Here is what his chief Russia advisor Michael McFaul has recently said:
‘We’re not going to reassure or give or trade anything with the Russians regarding NATO expansion or missile defense.
‘We’re going to define our national interests, and by that I also mean the interests of our allies in Europe with reference to these two particular questions. We’re going to talk about them very frankly as we did in April when we first met with President Medvedev. And then we’re going to see if there are ways that we can have Russia cooperate on those things that we define as our national interests‘.
In other words, America will give up its sabre rattling rhetoric with the hope that persuasion, but pointedly not compromise, will achieve the same old goals of imposing its interests in an undiluted way.

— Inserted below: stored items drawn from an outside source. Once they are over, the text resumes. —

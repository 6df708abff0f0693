pub mod gitlab;

use async_trait::async_trait;
use thiserror::Error;

use crate::model::issue::{CreatedIssue, Member, Milestone, NewIssue, NewMilestone, SourceIssue};
use crate::model::project::ProjectId;

#[derive(Debug, Error)]
pub enum TrackerError {
    #[error("tracker request failed: {0}")]
    Http(#[from] reqwest::Error),
    #[error("tracker returned {status}: {body}")]
    Status { status: u16, body: String },
}

/// The slice of the issue tracker's API the replication engine needs.
#[async_trait]
pub trait Tracker: Send + Sync {
    async fn list_open_issues(&self, project: &ProjectId) -> Result<Vec<SourceIssue>, TrackerError>;
    async fn list_members(
        &self,
        project: &ProjectId,
        include_inherited: bool,
    ) -> Result<Vec<Member>, TrackerError>;
    async fn create_issue(
        &self,
        project: &ProjectId,
        issue: &NewIssue,
    ) -> Result<CreatedIssue, TrackerError>;
    async fn close_issue(&self, project: &ProjectId, iid: u64) -> Result<(), TrackerError>;
    async fn list_milestones(&self, project: &ProjectId) -> Result<Vec<Milestone>, TrackerError>;
    async fn create_milestone(
        &self,
        project: &ProjectId,
        milestone: &NewMilestone,
    ) -> Result<Milestone, TrackerError>;
}

#[cfg(test)]
pub mod mock;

Nowhere is there any mention of tempering these interests, no talk of compromise, no talk of what role if any Russian interests should play in this new framework.
Indeed, Obama’s pronouncement that any country should be free to belong to or reject any military or economic block sounds awfully similar to Clinton’s plausible deniability formula for the first round of Nato expansion: ‘they asked to be let in, it was their sovereign choice’. Of course, America was not obliged to let anyone in whom it doesn’t want.
Typically oblivious to irony, the NY Times continues:
“Regimes that tighten their grip on their people by invoking a threat from beyond their borders cannot survive by embracing that same perceived foe, even if the adversary offers a prospect of dialogue and benefit. The safer response is bluster and threat”.
It was referring to Iran and Russia, but the assessment accurately reflects the US treatment of Russia over the last decade, when Bush let Putin’s post-September 11 outreach go unrequited.
As fmr Russia ambassador Alex Vershbow said in the Economist, ‘Bush folks in the first couple of years had this attitude that Russia did not matter and that America should take advantage of any support they offered in Afghanistan and not give them anything in return. They are doing whatever they are doing for their own interest‘.
So far, as Obama has also offered Russia no concessions, Russians should ask: What Would Reagan Do?
Doveryai no proveriai – trust but verify.